** PROBLEM REQUIREMENTS **
For each line of the listing that includes the word "everything", show the whole line.

--- MATERIALS PROVIDED Enclosed Below ---

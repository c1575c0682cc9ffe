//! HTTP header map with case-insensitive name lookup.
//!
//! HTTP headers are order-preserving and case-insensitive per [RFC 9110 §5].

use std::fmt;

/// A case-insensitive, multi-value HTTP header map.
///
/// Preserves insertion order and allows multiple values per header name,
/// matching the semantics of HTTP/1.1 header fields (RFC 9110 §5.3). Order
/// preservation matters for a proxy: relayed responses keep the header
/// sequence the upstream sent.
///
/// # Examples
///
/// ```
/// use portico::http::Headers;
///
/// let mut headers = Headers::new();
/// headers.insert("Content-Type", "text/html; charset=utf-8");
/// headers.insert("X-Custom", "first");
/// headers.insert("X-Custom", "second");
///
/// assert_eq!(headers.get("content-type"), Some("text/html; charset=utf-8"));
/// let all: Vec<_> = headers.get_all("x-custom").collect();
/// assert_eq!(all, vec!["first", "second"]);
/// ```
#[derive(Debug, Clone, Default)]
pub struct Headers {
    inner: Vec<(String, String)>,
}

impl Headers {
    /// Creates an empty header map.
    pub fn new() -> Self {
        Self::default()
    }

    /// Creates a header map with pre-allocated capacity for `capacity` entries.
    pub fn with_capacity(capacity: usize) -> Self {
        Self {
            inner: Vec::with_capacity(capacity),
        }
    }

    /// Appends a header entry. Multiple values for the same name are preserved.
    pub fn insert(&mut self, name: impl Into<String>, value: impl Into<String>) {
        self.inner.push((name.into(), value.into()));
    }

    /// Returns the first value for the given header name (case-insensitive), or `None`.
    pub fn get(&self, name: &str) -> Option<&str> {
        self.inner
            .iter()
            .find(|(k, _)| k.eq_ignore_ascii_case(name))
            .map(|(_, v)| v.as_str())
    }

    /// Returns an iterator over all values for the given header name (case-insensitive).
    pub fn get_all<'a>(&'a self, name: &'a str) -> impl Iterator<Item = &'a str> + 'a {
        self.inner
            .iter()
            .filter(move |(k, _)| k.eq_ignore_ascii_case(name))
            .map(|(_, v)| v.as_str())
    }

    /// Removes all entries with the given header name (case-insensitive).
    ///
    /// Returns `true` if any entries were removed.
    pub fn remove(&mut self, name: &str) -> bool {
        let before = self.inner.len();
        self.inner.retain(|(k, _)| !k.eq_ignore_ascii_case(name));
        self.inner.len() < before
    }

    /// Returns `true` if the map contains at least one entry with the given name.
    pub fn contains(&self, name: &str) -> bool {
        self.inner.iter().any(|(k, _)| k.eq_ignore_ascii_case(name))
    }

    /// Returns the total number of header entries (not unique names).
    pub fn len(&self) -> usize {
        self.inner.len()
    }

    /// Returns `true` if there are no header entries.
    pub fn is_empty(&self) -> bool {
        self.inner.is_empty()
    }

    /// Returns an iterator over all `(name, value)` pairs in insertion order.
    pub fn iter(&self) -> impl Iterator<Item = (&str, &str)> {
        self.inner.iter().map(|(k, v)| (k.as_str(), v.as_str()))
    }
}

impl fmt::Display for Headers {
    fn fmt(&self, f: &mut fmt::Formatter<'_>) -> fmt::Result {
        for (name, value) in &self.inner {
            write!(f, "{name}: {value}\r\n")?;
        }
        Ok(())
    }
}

--- End of Enclosed MATERIALS PROVIDED ---
--- MATERIALS PROVIDED Enclosed Below ---

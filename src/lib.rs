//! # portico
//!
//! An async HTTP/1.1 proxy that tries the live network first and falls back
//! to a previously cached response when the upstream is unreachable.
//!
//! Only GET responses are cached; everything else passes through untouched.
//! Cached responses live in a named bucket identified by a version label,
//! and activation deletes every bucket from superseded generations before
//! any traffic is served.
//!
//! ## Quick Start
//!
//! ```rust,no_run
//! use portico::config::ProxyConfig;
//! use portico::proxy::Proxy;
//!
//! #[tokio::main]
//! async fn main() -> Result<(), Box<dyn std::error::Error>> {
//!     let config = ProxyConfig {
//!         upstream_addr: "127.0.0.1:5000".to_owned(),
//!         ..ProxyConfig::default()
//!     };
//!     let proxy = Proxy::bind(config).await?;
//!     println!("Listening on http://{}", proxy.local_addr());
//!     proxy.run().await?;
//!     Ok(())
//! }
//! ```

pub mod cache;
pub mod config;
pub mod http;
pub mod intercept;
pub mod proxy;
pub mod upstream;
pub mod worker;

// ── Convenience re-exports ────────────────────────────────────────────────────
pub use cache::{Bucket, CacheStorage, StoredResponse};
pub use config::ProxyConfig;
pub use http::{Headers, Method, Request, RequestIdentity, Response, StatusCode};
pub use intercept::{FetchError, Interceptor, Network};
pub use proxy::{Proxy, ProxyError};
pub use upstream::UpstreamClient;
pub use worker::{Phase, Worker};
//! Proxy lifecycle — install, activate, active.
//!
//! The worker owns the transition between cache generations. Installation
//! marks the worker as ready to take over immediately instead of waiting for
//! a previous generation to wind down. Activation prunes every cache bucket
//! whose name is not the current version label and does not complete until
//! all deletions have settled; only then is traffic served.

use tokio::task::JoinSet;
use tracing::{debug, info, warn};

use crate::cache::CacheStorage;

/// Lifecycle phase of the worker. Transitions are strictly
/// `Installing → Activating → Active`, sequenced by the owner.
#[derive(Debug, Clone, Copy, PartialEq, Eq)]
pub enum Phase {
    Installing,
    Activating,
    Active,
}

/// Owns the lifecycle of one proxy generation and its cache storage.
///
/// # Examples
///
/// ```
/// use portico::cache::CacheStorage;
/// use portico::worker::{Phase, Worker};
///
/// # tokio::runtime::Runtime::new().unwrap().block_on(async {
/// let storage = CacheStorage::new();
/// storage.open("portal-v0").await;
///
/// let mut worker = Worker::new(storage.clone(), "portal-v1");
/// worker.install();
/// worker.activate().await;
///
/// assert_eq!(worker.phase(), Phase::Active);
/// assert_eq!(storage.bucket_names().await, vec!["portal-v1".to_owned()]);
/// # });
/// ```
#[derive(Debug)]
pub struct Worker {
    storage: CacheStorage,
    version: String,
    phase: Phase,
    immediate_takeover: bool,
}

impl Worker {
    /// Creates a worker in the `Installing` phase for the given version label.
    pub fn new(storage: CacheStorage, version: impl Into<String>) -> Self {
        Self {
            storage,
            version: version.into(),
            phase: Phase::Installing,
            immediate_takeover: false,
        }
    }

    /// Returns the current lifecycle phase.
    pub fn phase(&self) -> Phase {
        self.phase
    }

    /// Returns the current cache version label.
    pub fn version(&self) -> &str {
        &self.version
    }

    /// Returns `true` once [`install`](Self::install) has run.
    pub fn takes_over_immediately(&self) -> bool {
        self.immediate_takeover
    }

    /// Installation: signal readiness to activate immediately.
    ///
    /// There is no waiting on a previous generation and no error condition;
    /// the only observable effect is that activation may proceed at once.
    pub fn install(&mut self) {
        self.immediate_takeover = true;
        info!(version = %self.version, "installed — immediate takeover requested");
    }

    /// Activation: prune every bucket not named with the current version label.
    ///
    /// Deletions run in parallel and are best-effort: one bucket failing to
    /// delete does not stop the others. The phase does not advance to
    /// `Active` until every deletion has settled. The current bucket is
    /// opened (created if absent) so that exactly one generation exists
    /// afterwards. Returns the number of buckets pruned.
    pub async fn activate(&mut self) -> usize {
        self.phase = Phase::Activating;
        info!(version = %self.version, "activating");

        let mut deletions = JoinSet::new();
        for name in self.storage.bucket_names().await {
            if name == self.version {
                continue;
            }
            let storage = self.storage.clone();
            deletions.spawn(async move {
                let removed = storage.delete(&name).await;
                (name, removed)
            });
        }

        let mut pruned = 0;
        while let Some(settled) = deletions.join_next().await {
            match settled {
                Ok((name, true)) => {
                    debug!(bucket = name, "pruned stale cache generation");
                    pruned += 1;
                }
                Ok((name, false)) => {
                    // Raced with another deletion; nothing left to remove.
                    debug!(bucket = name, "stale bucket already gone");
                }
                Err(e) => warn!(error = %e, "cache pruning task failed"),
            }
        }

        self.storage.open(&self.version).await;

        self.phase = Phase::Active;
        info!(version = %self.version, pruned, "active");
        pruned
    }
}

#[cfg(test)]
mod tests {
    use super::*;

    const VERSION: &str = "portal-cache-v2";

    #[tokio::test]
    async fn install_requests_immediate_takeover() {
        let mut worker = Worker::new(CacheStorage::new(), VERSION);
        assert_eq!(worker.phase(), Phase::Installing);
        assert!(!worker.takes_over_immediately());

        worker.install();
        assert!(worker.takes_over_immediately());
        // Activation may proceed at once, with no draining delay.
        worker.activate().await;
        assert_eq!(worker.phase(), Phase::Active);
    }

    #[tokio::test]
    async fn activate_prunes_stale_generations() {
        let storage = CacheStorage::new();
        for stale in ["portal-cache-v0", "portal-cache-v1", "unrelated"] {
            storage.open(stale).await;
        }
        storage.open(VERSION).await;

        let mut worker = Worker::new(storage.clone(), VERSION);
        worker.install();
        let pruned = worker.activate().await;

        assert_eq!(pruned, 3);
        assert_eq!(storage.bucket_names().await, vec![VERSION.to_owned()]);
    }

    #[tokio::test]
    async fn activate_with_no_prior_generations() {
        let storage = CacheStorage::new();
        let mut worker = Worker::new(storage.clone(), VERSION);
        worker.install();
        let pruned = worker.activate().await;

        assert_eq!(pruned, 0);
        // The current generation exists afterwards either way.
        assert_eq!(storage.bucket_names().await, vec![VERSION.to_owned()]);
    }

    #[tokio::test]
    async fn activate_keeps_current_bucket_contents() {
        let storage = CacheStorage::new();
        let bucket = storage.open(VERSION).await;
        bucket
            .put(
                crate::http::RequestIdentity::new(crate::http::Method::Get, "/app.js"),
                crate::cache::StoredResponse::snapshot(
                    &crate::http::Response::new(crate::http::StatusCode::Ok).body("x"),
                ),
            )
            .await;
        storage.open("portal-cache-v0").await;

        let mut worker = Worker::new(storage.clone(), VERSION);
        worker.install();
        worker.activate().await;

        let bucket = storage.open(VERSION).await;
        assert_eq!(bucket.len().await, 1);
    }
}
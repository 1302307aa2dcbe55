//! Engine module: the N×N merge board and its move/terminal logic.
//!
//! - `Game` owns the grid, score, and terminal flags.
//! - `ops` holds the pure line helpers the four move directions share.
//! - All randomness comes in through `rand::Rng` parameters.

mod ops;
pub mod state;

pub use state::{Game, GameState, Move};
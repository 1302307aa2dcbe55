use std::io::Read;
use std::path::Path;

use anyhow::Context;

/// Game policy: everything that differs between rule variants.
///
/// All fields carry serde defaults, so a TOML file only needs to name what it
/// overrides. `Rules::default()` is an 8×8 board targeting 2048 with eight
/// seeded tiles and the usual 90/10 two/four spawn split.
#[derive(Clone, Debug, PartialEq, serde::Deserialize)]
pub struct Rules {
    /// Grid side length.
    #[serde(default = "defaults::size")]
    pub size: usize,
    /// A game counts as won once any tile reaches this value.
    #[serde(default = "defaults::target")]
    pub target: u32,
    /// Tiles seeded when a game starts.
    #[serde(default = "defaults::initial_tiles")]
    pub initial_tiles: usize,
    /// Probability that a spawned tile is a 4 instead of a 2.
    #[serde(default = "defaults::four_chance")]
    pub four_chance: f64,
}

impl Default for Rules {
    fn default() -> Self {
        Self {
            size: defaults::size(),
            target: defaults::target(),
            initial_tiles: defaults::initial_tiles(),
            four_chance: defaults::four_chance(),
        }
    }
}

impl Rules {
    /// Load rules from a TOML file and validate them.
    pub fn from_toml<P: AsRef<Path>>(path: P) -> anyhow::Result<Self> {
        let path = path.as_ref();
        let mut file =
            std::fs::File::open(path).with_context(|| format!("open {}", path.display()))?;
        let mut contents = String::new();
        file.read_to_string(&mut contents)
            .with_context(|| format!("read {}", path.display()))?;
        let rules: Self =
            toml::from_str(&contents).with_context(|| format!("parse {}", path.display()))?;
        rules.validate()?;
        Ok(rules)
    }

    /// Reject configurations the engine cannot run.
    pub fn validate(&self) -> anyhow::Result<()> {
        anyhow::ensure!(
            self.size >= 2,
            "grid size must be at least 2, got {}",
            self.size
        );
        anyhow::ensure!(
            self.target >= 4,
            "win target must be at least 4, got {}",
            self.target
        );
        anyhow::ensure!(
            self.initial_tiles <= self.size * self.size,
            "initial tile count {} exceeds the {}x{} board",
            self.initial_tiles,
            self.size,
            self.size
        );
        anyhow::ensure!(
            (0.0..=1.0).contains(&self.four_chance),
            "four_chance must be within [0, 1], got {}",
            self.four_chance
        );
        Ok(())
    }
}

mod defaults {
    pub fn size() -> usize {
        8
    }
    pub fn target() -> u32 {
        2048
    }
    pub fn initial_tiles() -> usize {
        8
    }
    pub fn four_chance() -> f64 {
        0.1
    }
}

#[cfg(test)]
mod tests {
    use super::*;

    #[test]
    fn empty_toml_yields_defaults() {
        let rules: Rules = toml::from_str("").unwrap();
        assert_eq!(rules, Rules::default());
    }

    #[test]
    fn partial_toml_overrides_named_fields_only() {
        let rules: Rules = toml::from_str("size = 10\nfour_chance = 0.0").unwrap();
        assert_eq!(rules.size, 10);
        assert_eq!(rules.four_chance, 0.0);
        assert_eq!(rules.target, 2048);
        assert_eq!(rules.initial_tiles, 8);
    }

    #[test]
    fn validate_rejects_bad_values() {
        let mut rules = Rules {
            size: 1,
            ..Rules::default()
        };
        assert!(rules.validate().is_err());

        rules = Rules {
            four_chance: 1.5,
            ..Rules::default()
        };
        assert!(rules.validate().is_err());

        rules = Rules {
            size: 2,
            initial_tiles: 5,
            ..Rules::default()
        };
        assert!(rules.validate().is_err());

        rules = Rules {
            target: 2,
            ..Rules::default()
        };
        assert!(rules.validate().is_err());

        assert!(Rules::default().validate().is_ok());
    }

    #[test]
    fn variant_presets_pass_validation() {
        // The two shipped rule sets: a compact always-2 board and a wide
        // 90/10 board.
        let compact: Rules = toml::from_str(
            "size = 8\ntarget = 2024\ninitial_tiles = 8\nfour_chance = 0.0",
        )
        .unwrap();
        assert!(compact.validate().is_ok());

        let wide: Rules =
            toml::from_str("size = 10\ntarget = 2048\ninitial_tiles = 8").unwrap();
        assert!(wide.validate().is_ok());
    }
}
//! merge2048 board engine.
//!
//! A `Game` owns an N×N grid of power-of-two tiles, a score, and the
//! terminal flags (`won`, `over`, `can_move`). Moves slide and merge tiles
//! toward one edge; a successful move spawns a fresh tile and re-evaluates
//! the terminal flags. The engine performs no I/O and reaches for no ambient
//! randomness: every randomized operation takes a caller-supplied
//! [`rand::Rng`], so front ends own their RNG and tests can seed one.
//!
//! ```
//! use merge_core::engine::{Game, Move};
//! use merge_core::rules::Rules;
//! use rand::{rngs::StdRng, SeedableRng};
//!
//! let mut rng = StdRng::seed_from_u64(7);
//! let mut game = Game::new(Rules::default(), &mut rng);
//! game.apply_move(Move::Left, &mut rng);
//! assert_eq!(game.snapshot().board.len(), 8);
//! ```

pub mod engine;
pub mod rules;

--- End of Enclosed MATERIALS PROVIDED ---
--- MATERIALS PROVIDED Enclosed Below ---

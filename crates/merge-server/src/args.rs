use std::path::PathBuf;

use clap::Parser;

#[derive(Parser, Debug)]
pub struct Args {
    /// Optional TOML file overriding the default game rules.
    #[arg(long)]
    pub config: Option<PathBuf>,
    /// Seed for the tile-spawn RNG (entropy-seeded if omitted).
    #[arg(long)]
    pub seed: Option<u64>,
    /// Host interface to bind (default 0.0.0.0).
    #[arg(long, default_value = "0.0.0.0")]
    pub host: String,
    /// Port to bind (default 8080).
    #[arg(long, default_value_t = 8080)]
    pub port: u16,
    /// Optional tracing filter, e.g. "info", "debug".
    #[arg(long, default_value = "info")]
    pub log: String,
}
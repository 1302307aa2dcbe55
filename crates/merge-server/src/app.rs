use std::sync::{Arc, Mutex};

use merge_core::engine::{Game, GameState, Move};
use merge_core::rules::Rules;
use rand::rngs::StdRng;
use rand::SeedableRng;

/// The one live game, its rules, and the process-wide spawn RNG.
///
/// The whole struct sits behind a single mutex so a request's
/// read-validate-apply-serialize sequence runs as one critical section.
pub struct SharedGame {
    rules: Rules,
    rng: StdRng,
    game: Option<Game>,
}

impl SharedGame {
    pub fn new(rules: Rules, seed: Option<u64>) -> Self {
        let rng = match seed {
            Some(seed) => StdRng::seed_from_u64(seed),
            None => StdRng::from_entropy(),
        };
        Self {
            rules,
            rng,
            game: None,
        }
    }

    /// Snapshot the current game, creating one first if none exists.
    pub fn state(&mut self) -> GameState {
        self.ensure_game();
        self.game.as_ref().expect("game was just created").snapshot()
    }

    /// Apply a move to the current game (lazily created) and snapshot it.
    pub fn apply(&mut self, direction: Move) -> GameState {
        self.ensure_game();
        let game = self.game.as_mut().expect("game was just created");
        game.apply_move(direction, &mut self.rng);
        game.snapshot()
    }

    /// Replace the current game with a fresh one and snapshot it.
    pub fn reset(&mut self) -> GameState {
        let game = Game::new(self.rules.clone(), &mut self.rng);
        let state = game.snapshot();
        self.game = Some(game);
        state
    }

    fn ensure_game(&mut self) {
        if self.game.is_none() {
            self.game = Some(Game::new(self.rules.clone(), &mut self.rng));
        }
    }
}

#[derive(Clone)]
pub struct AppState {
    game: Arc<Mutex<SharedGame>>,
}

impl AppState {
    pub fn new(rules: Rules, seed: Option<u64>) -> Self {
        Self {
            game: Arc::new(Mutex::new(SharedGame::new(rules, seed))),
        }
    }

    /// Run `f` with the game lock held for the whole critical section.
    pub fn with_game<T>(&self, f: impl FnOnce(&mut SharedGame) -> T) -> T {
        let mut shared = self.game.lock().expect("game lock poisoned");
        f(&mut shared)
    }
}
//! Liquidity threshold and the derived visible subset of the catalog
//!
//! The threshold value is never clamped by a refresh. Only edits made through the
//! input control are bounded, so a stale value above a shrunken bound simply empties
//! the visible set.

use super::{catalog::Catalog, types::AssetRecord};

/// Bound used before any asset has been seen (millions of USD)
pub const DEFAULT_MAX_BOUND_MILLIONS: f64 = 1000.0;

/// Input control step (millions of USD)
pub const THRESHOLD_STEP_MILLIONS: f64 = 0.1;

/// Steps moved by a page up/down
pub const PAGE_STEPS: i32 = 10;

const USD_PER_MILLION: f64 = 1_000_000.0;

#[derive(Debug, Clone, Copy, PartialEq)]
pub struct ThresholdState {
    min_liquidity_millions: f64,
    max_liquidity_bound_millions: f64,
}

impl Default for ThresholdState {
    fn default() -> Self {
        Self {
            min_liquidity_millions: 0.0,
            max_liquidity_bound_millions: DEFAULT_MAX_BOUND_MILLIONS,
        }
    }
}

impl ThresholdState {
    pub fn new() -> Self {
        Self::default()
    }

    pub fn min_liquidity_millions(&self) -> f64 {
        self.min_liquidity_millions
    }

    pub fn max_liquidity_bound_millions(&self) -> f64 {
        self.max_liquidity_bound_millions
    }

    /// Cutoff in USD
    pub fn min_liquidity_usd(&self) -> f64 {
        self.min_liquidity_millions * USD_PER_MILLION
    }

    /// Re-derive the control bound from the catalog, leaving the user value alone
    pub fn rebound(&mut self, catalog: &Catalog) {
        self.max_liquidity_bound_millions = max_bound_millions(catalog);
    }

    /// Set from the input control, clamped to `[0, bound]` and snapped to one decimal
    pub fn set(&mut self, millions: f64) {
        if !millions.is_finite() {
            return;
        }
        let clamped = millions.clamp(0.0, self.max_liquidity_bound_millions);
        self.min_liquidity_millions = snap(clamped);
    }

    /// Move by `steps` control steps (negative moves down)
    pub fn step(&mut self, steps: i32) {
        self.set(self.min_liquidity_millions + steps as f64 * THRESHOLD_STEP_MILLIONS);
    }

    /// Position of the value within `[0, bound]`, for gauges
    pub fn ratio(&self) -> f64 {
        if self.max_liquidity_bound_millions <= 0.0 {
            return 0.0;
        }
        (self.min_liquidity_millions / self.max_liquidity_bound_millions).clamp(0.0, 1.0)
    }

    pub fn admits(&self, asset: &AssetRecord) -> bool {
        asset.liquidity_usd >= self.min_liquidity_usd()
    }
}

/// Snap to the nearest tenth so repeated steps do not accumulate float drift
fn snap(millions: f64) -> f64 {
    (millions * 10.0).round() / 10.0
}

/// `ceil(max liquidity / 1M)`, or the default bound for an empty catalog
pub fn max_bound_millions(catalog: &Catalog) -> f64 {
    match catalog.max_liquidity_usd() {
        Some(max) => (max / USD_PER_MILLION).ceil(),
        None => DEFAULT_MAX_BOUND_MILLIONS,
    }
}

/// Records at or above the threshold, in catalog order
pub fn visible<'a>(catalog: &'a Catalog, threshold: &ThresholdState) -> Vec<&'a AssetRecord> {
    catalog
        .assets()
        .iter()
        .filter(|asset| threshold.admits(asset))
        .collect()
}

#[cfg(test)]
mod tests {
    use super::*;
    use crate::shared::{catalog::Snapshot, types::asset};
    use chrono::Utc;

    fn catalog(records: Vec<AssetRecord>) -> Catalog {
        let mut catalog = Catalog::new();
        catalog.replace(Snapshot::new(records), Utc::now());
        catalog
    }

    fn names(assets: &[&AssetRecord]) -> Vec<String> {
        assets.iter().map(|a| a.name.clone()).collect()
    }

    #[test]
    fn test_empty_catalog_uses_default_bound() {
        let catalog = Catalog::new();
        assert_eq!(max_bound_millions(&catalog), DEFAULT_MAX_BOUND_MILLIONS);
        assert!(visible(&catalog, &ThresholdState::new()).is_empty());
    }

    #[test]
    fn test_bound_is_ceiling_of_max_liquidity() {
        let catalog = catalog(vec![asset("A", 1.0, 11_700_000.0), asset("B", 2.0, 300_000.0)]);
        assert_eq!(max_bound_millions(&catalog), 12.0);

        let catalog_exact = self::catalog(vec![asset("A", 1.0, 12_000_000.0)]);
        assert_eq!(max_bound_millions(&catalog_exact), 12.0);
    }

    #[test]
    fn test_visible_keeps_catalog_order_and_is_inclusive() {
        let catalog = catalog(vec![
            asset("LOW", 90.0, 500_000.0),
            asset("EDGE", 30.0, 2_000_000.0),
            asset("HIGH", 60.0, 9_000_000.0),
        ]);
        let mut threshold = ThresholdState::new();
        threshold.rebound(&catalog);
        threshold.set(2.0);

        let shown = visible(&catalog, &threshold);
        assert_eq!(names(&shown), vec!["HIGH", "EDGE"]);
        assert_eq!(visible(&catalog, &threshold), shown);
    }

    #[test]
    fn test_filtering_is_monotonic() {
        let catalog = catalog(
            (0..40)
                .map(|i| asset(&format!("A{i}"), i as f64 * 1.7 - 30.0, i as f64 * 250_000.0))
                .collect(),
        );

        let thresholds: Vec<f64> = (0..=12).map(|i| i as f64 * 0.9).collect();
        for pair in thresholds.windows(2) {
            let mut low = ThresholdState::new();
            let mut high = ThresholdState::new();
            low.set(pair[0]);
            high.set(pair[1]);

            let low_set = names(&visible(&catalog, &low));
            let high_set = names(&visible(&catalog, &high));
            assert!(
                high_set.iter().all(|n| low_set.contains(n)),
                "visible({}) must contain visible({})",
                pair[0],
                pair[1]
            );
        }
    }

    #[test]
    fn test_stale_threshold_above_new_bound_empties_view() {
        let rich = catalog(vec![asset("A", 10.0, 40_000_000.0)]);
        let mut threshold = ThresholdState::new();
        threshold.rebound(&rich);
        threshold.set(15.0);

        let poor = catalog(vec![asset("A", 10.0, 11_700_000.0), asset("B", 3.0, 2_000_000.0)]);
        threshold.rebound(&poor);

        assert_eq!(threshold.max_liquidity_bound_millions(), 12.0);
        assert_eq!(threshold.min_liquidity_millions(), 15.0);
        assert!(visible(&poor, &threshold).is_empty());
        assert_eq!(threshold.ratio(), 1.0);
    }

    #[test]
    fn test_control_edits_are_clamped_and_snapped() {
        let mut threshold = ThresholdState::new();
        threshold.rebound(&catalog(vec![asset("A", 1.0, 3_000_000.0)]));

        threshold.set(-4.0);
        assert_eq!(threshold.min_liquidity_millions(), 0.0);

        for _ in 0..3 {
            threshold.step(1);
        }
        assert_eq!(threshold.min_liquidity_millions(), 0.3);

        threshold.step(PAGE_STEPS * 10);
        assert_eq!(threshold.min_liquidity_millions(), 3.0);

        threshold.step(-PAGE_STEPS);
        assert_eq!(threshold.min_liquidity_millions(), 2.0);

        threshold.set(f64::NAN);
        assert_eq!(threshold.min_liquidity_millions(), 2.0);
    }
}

--- End of Enclosed MATERIALS PROVIDED ---

** WRITTEN REPLY **
//! Only GET responses are cached; everything else passes through untouched.
/// Game policy: everything that differs between rule variants.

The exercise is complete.